Two degree-of-freedom robotic eye: design, modeling, and learning-based control in foveation and smooth pursuit

Abstract

With increasing ocular motility disorders affecting human eye movement, the need to understand the biomechanics of the human eye rises constantly. A robotic eye system that physically mimics the human eye can serve as a useful tool for biomedical researchers to obtain an intuitive understanding of the functions and defects of the extraocular muscles and the eye. This paper presents the design, modeling, and control of a two degree-of-freedom (2-DOF) robotic eye, driven by artificial muscles, in particular, made of super-coiled polymers (SCPs). Considering the highly nonlinear dynamics of the robotic eye system, this paper applies deep deterministic policy gradient (DDPG), a machine learning algorithm to solve the control design problem in foveation and smooth pursuit of the robotic eye.
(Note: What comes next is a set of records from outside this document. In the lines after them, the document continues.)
use std::sync::atomic::{AtomicBool, Ordering};
use std::sync::Arc;

use tracing::{debug, trace, warn};

use super::program::{Instruction, Opcode, Program};
use super::value::{InputType, Value};
use super::{Result, RuntimeFault};
use crate::config::{OpcodePolicy, VmConfig};
use crate::console::Console;
use crate::types::{Address, Cell, Int, Real};

#[derive(Debug, Clone, PartialEq)]
pub enum Halt {
    Normal,
    Fault(RuntimeFault),
}

#[derive(Debug, Clone, PartialEq)]
pub enum State {
    Running,
    /// Suspended on `REA`; [`VirtualMachine::resume`] supplies the line.
    AwaitingInput(InputType),
    /// Terminal.
    Halted(Halt),
}

/// Shared flag checked by the machine before every instruction.
#[derive(Debug, Clone, Default)]
pub struct CancelToken(Arc<AtomicBool>);

impl CancelToken {
    pub fn new() -> Self {
        Self::default()
    }

    pub fn cancel(&self) {
        self.0.store(true, Ordering::SeqCst);
    }

    pub fn is_cancelled(&self) -> bool {
        self.0.load(Ordering::SeqCst)
    }
}

enum Retcode {
    Continue,
    Jump(Address),
    Output(Value),
    Input(InputType),
    Stop,
}

type Stack = Vec<Value>;

// Memory and operand stack. Kept apart from the program so an instruction
// can be borrowed while it executes.
struct StackMachine {
    memory: Vec<Value>,
    stack: Stack,
    policy: OpcodePolicy,
    max_cells: Cell,
}

fn operand<T: std::str::FromStr>(instruction: &Instruction) -> Result<T> {
    instruction
        .operand()
        .trim()
        .parse::<T>()
        .map_err(|_| RuntimeFault::InvalidOperand {
            opcode: instruction.opcode().to_string(),
            operand: instruction.operand().to_string(),
        })
}

fn jump_target(instruction: &Instruction) -> Result<Address> {
    match operand::<Address>(instruction)? {
        0 => Err(RuntimeFault::JumpOutOfRange(0)),
        target => Ok(target),
    }
}

/// Strips one matching pair of surrounding quotes.
fn unquote(text: &str) -> &str {
    let quoted = text.len() >= 2
        && ((text.starts_with('"') && text.ends_with('"'))
            || (text.starts_with('\'') && text.ends_with('\'')));

    if quoted {
        &text[1..text.len() - 1]
    } else {
        text
    }
}

impl StackMachine {
    fn pop(&mut self) -> Result<Value> {
        self.stack.pop().ok_or(RuntimeFault::StackUnderflow)
    }

    fn pop_real(&mut self) -> Result<Real> {
        self.pop()?.as_real()
    }

    fn load(&self, cell: Cell) -> Result<Value> {
        self.memory
            .get(cell)
            .cloned()
            .ok_or(RuntimeFault::CellOutOfRange {
                cell,
                size: self.memory.len(),
            })
    }

    fn store(&mut self, cell: Cell, value: Value) -> Result<()> {
        let size = self.memory.len();
        let slot = self
            .memory
            .get_mut(cell)
            .ok_or(RuntimeFault::CellOutOfRange { cell, size })?;

        *slot = value;
        Ok(())
    }

    fn execute(&mut self, instruction: &Instruction) -> Result<Retcode> {
        match instruction.opcode() {
            Opcode::Stop => return Ok(Retcode::Stop),
            Opcode::LoadInt | Opcode::LoadBool => {
                let n = operand::<Int>(instruction)?;
                self.stack.push(Value::Int(n));
            }
            Opcode::LoadReal => {
                let n = operand::<Real>(instruction)?;
                self.stack.push(Value::Real(n));
            }
            Opcode::LoadText => {
                let text = unquote(instruction.operand());
                self.stack.push(Value::Text(text.to_string()));
            }
            Opcode::Arith(op) => {
                let rhs = self.pop_real()?;
                let lhs = self.pop_real()?;
                self.stack.push(Value::normalize(op.apply(lhs, rhs)));
            }
            Opcode::Compare(op) => {
                let rhs = self.pop_real()?;
                let lhs = self.pop_real()?;
                self.stack.push(Value::bool(op.apply(lhs, rhs)));
            }
            Opcode::Store => {
                let cell = operand::<Cell>(instruction)?;
                let value = self.pop()?;
                self.store(cell, value)?;
            }
            Opcode::Load => {
                let cell = operand::<Cell>(instruction)?;
                let value = self.load(cell)?;
                self.stack.push(value);
            }
            // stack: [.., cell, value]
            Opcode::StoreIndirect => {
                let value = self.pop()?;
                let cell = self.pop()?.as_cell()?;
                self.store(cell, value)?;
            }
            Opcode::LoadIndirect => {
                let cell = self.pop()?.as_cell()?;
                let value = self.load(cell)?;
                self.stack.push(value);
            }
            Opcode::Write => return Ok(Retcode::Output(self.pop()?)),
            Opcode::Read => {
                let kind = InputType::from_code(instruction.operand()).ok_or_else(|| {
                    RuntimeFault::InvalidOperand {
                        opcode: instruction.opcode().to_string(),
                        operand: instruction.operand().to_string(),
                    }
                })?;
                return Ok(Retcode::Input(kind));
            }
            Opcode::Jump => return Ok(Retcode::Jump(jump_target(instruction)?)),
            Opcode::JumpIfFalse => {
                if self.pop()?.is_false() {
                    return Ok(Retcode::Jump(jump_target(instruction)?));
                }
            }
            // memory was laid out by the symbol table at compile time
            Opcode::Alloc(_) => {}
            Opcode::Unknown(name) => match self.policy {
                OpcodePolicy::Permissive => {
                    warn!(opcode = %name, address = instruction.address(), "unknown opcode skipped");
                }
                OpcodePolicy::Strict => return Err(RuntimeFault::UnknownOpcode(name.clone())),
            },
        };

        Ok(Retcode::Continue)
    }
}

/// Executes a finished [`Program`].
///
/// The machine is driven either all at once through [`run`](Self::run) or one
/// instruction at a time through [`step`](Self::step). A `REA` instruction
/// suspends it in [`State::AwaitingInput`] until [`resume`](Self::resume) is
/// called with the committed line.
pub struct VirtualMachine {
    program: Program,
    machine: StackMachine,
    ip: Address,
    state: State,
    cancel: CancelToken,
}

impl VirtualMachine {
    pub fn new(program: Program, config: VmConfig) -> Self {
        let cells = program
            .max_direct_cell()
            .and_then(|cell| cell.checked_add(1))
            .unwrap_or(0)
            .max(config.memory_cells)
            .min(config.max_memory_cells);

        VirtualMachine {
            program,
            machine: StackMachine {
                memory: vec![Value::default(); cells],
                stack: Stack::new(),
                policy: config.opcode_policy,
                max_cells: config.max_memory_cells,
            },
            ip: 1,
            state: State::Running,
            cancel: CancelToken::new(),
        }
    }

    /// Grows memory so that cells `0..cells` exist, up to the configured
    /// ceiling.
    pub fn reserve(&mut self, cells: Cell) {
        let cells = cells.min(self.machine.max_cells);
        if self.machine.memory.len() < cells {
            self.machine.memory.resize(cells, Value::default());
        }
    }

    pub fn cancel_token(&self) -> CancelToken {
        self.cancel.clone()
    }

    pub fn state(&self) -> &State {
        &self.state
    }

    pub fn ip(&self) -> Address {
        self.ip
    }

    pub fn stack(&self) -> &[Value] {
        &self.machine.stack
    }

    pub fn memory(&self) -> &[Value] {
        &self.machine.memory
    }

    pub fn program(&self) -> &Program {
        &self.program
    }

    fn halt(&mut self, halt: Halt) {
        debug!(?halt, ip = self.ip, "halted");
        self.state = State::Halted(halt);
    }

    fn fault<C: Console + ?Sized>(&mut self, console: &mut C, fault: RuntimeFault) {
        console.write(&format!("Runtime error: {}\n", fault));
        self.halt(Halt::Fault(fault));
    }

    /// Executes one instruction and returns the resulting state. Does nothing
    /// unless the machine is running. A fault is reported to `console` as it
    /// happens.
    pub fn step<C: Console + ?Sized>(&mut self, console: &mut C) -> State {
        if self.state != State::Running {
            return self.state.clone();
        }

        if self.cancel.is_cancelled() {
            self.fault(console, RuntimeFault::Cancelled);
            return self.state.clone();
        }

        let instruction = match self.program.get(self.ip) {
            Some(instruction) => instruction,
            None => {
                self.halt(Halt::Normal);
                return self.state.clone();
            }
        };

        trace!(%instruction, depth = self.machine.stack.len(), "dispatch");
        self.ip += 1;

        match self.machine.execute(instruction) {
            Ok(Retcode::Continue) => {}
            Ok(Retcode::Jump(target)) => self.ip = target,
            Ok(Retcode::Output(value)) => console.write(&format!("{}\n", value)),
            Ok(Retcode::Input(kind)) => {
                debug!(?kind, "awaiting input");
                self.state = State::AwaitingInput(kind);
            }
            Ok(Retcode::Stop) => self.halt(Halt::Normal),
            Err(fault) => self.fault(console, fault),
        }

        self.state.clone()
    }

    /// Completes a pending read with `line`. Returns `false` if no read was
    /// pending.
    pub fn resume(&mut self, line: &str) -> bool {
        match self.state {
            State::AwaitingInput(kind) => {
                self.machine.stack.push(kind.convert(line));
                self.state = State::Running;
                true
            }
            _ => false,
        }
    }

    /// Runs until the machine halts, serving reads from `console`.
    pub fn run<C: Console + ?Sized>(&mut self, console: &mut C) -> Halt {
        loop {
            match self.step(console) {
                State::Running => {}
                State::AwaitingInput(_) => match console.read() {
                    Some(line) => {
                        self.resume(&line);
                    }
                    None => self.fault(console, RuntimeFault::InputClosed),
                },
                State::Halted(halt) => return halt,
            }
        }
    }
}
To the best of our knowledge, this paper presents the first modeling effort to establish the dynamics of a robotic eye driven by SCP actuators, as well as the first control design effort for robotic eyes using a DDPG-based control strategy. A linear quadratic regulator-type reward function is proposed to achieve a balance between system performances (convergence speed and tracking accuracy) and control efforts. Simulation results are presented to demonstrate the effectiveness of the proposed control strategy for the 2-DOF robotic eye.